• **Exercise**
Reproduce the material that follows, please, but only from its first line to the line containing "Both providers are", inclusive.

• **Provided records**
########
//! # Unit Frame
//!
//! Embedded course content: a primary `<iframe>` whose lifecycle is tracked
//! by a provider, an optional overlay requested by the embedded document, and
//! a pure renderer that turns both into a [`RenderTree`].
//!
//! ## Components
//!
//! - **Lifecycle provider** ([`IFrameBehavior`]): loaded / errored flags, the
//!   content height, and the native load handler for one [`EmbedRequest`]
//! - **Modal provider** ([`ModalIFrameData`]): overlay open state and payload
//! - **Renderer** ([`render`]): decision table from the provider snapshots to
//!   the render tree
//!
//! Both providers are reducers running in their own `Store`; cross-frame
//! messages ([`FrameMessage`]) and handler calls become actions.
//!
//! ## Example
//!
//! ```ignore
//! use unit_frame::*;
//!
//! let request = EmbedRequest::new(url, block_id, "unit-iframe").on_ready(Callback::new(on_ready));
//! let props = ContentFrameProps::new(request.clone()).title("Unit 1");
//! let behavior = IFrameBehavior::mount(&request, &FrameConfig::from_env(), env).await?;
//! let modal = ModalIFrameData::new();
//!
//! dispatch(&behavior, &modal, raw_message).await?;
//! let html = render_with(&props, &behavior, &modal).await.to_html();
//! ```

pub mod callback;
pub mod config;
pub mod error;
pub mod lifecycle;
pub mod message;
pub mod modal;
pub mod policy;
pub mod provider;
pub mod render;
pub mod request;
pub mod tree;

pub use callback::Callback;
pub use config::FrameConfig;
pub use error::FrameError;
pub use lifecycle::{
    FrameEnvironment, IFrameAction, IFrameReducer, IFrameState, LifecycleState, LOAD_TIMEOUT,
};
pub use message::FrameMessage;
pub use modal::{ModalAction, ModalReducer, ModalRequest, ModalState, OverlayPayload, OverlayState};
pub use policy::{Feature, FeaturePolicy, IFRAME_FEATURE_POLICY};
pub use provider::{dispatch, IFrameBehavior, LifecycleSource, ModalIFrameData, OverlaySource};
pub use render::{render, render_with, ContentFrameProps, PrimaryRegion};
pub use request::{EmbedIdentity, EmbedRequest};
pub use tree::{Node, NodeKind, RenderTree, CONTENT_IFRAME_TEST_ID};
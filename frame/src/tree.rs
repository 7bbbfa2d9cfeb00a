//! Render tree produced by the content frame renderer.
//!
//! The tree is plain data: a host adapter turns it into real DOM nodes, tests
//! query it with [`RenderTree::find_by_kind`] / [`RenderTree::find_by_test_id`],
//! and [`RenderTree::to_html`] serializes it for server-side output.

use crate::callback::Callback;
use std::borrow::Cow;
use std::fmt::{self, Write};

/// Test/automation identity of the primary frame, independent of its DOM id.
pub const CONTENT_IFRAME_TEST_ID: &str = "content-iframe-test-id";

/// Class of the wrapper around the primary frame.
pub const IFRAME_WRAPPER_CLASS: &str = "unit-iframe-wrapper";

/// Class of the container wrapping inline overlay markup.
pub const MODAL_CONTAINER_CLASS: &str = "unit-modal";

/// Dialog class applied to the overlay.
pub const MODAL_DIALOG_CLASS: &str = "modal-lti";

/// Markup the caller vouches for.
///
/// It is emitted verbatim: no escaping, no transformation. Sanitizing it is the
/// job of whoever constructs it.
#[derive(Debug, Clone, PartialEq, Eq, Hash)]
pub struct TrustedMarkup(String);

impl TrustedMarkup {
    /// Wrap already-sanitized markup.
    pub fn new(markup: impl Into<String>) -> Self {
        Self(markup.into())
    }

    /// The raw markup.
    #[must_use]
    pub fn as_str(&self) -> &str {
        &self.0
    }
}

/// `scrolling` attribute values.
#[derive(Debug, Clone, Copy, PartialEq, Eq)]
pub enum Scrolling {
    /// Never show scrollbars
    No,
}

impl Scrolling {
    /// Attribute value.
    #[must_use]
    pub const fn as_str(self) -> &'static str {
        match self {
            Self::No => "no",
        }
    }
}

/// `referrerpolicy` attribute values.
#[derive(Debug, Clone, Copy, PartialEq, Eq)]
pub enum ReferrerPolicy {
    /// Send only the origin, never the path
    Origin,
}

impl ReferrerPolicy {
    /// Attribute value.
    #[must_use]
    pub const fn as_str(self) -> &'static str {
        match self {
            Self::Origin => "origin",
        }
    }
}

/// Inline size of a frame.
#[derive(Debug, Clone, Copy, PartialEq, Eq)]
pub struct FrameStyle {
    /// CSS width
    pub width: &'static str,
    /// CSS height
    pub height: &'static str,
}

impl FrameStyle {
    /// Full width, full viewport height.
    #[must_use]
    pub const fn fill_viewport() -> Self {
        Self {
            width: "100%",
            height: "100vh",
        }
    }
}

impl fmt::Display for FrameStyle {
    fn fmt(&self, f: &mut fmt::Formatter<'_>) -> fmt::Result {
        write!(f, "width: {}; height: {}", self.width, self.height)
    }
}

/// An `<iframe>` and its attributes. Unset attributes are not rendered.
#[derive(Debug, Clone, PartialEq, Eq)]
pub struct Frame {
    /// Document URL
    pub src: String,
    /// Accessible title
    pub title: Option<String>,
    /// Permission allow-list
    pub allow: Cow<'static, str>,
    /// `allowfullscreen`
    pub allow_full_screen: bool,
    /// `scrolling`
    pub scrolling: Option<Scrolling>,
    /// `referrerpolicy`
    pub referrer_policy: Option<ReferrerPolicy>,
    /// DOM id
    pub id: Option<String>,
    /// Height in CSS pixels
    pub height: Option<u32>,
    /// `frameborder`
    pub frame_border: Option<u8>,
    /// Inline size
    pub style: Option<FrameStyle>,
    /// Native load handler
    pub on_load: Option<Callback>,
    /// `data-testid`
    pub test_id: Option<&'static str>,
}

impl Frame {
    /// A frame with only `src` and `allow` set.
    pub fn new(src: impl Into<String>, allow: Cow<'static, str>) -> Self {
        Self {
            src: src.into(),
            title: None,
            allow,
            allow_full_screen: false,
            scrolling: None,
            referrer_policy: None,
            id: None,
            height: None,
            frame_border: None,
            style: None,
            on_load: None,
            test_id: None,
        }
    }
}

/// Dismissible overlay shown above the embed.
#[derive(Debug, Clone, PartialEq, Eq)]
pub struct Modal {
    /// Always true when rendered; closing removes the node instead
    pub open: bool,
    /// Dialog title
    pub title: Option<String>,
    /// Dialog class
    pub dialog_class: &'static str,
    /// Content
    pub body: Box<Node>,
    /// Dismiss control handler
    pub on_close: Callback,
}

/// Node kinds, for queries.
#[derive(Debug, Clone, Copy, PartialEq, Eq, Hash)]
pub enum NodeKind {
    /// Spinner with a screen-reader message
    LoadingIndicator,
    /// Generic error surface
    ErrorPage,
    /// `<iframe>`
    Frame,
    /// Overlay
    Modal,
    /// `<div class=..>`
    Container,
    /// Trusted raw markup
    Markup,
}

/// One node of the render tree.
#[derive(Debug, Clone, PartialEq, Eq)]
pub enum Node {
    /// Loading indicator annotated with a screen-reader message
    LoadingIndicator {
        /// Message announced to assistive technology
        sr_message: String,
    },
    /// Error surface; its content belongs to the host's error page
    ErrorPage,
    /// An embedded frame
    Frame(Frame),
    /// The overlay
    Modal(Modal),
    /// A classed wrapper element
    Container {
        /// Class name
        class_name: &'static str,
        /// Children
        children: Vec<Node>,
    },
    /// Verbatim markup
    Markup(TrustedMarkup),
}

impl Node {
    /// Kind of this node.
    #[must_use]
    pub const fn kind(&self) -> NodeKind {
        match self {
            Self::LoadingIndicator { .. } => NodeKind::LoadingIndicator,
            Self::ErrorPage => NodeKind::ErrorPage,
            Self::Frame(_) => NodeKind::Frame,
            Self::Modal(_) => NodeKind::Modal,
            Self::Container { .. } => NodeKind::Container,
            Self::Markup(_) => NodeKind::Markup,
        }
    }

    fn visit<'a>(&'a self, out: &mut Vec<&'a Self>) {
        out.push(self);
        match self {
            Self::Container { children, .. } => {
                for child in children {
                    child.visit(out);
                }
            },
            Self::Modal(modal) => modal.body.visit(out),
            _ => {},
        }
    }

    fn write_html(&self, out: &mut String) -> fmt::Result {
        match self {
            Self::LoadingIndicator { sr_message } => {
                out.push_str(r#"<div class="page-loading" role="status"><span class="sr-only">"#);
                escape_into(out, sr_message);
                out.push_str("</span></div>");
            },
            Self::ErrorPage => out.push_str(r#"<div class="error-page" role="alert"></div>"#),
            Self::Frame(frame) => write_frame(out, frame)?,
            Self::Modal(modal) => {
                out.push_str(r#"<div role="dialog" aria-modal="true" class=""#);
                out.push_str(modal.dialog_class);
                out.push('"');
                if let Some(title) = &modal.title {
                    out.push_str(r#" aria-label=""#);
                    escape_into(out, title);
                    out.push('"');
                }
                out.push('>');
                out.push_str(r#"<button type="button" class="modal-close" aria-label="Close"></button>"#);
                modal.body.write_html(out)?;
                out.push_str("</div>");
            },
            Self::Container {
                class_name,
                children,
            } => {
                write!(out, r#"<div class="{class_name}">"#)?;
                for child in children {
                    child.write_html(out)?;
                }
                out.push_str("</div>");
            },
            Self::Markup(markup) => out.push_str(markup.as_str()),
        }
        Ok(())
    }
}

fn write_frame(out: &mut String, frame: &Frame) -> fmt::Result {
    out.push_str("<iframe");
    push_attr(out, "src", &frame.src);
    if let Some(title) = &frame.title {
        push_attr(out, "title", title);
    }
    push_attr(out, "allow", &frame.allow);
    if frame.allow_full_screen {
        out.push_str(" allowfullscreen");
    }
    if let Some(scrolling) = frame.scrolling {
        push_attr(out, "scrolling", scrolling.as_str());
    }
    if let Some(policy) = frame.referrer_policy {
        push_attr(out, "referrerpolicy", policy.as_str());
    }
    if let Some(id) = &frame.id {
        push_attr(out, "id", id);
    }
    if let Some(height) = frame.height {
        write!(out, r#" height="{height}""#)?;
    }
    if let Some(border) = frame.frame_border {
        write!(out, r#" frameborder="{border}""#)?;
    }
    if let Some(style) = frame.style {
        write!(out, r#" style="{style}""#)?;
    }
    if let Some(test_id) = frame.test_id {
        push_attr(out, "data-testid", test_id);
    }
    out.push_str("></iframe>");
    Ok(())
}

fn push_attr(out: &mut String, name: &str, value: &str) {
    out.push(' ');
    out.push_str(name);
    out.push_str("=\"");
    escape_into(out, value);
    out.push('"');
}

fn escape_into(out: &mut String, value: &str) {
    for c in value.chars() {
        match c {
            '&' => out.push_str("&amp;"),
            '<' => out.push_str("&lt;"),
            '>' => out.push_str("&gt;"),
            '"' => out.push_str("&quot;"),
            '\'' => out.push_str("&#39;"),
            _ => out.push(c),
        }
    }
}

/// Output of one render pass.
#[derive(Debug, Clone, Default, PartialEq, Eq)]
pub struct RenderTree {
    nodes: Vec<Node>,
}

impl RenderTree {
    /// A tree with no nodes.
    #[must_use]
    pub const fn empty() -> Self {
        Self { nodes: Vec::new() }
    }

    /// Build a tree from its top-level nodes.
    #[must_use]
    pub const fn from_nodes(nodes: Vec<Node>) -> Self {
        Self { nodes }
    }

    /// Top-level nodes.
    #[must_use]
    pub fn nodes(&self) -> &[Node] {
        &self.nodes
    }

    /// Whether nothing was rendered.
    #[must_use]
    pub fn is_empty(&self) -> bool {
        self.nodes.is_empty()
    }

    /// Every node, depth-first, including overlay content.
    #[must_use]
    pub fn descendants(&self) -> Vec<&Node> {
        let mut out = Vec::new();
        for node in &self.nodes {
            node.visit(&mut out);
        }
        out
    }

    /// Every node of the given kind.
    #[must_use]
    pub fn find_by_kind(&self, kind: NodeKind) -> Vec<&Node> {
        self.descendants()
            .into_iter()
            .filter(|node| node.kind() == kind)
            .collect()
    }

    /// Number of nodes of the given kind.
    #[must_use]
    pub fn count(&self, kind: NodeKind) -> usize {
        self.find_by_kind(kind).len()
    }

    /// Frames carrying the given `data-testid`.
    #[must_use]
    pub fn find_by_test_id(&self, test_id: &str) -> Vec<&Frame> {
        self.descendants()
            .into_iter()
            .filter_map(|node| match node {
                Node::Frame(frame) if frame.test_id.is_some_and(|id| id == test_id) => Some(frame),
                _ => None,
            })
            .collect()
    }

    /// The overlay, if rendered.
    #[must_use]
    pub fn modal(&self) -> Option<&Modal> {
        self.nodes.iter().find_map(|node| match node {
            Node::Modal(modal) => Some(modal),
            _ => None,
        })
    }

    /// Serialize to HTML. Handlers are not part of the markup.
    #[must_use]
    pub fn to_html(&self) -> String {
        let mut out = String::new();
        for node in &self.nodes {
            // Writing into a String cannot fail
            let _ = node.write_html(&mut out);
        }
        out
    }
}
########
• **Response box**
//! # Unit Frame
//!
//! Embedded course content: a primary `<iframe>` whose lifecycle is tracked
//! by a provider, an optional overlay requested by the embedded document, and
//! a pure renderer that turns both into a [`RenderTree`].
//!
//! ## Components
//!
//! - **Lifecycle provider** ([`IFrameBehavior`]): loaded / errored flags, the
//!   content height, and the native load handler for one [`EmbedRequest`]
//! - **Modal provider** ([`ModalIFrameData`]): overlay open state and payload
//! - **Renderer** ([`render`]): decision table from the provider snapshots to
//!   the render tree
//!
//! Both providers are reducers running in their own `Store`; cross-frame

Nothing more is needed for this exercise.